Why would you change the name that you have been born with? the name of your father and his father? do they suddenly become disgracing after you get married? you should be proud of the name of the person who raised you well and couldnt wait to to see the day that you get married in that beautiful white dress.. and how do you thank him? you dont use his name anymore..
Also why do they call the parents after the name of their first son and not first child? I know a man who was called abu Zeina for 13 years and then after his son was born people changed it to abu Zaid.. sometimes he does not reply saying he is not used to it he forgets that people are calling him..
maybe its tradition, but what was the person who did it first thinking?
I think in the West, the idea used to be more clear that a newlywed couple ‘left’ their families to start a new one. The first loyalty became one another, not their parents.

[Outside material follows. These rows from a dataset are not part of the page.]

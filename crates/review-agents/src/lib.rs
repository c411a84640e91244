//! Review Agents
//!
//! The concrete reviewer council for agent submissions:
//! - [`SecurityAuditor`], [`CodeQualityReviewer`] and [`RuleComplianceVerifier`]
//! - An OpenAI-compatible [`ChatClient`] the reviewers consult for prose
//! - [`AgentsConfig`] loading from the environment and TOML files
//!
//! Orchestration and consensus live in `review_coordination`.

#![allow(clippy::uninlined_format_args)]

pub mod agents;
pub mod config;
pub mod llm;

pub use agents::{default_roster, CodeQualityReviewer, RuleComplianceVerifier, SecurityAuditor};
pub use config::{AgentsConfig, ConfigError, LlmEndpoint};
pub use llm::{ChatClient, ChatMessage, ChatRole, LlmError, OpenAiChatClient};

One still stays close to their parents and loves them, cares for them, stays connected. I was honored to take my husband’s name. Most women keep their maiden name as a middle name, so it is not any less revered, much less disgraced. It’s just a different cultural expression of marriage.
I find it difficult when a husband has greater allegiance to his mother than his wife.
You can totally understand it if you consider the historical context. This thing is not a purely Arab thing since we also see it in Europe and other regions around the world.
So perviously when people used to be divided into tribes and clans, the tribe’s survival depended on the survival and well being of all of its members. Thus they would defend one another. If somebody married a woman from another tribe, then she would acquire his family name (tribe name) to be identified with his tribe so that she would be one of them, defended by the tribesmen ..etc. It didn’t happen the other way around because men where dominant in those times. This was probably because men were required to hunt for food and provide protection against wild animals and/or rivaling tribes. So that is why i think the changing of the family name is inherited from that very old tradition. I’ve seen a program where scientists speculate that things of that sort were happening very early on in the human development.
As for calling people after their sons not daughters, this is also understandable within that context. Sons add to the male population of a tribe which makes it stronger and presumably more prosperous if they can have more people to hunt and defend. Thus calling somebody by their son’s name was deemed better than calling by a daughter’s name back then.
I think there are many such primal things we inherited from the early days of human development. For example, why have leaders been traditionally men not women ? and why were they usually big, bulky, macho men rather than skinny intellectual people like we have now ? I think that is because a tribe with a macho bulky man looks scarier to attack and seems more powerful than otherwise, and thus this would ward off potential rivals.
By the way, when i speak of tribes i don’t mean Arab tribes .. i mean a collection of humans that live together, hunt together, and defend each other. And i am talking about it in terms of very early humans .. so not the 2000 years ago Arab tribes.
I think this makes sense, don’t you ?
hehe .. i just realized the comment is longer than the original post
.. but it is an interesting subject
Kinzi: God bless you and your husband, I wish you all the luck
I totally understand what you mean by the mother allegiance, I dont have enough experience but I think that if a man is smart enough he wouldnt make sides, a mother is a mother and I think that if the man was not good to his mother (whether she is good or bad) he can never be good to his wife, and yet his wife should be the main female in his life and should be accepted as that by eveyone..
Za3tar: WOW.. thanks for all the great information, its nice to know.. but still we have changed so much since our direct grandprents, even parents, how come we are holding on to these two traditions? and maybe there are a lot of other things that we have inherited and never stop to think about
P.S: you can write as much as you want, this is what my blog is for, and I thank you for taking the time to exlain
Princess, May God bless you with a husband like mine, who has a mother who adores you
Wow.. you brought up a lot of great points. For my mom, she never changed her last name, and I don’t think any female should. Also, the name after he first son, I think it is an Arabic tradition. I am not 100% sure. Maybe time to dig up the history!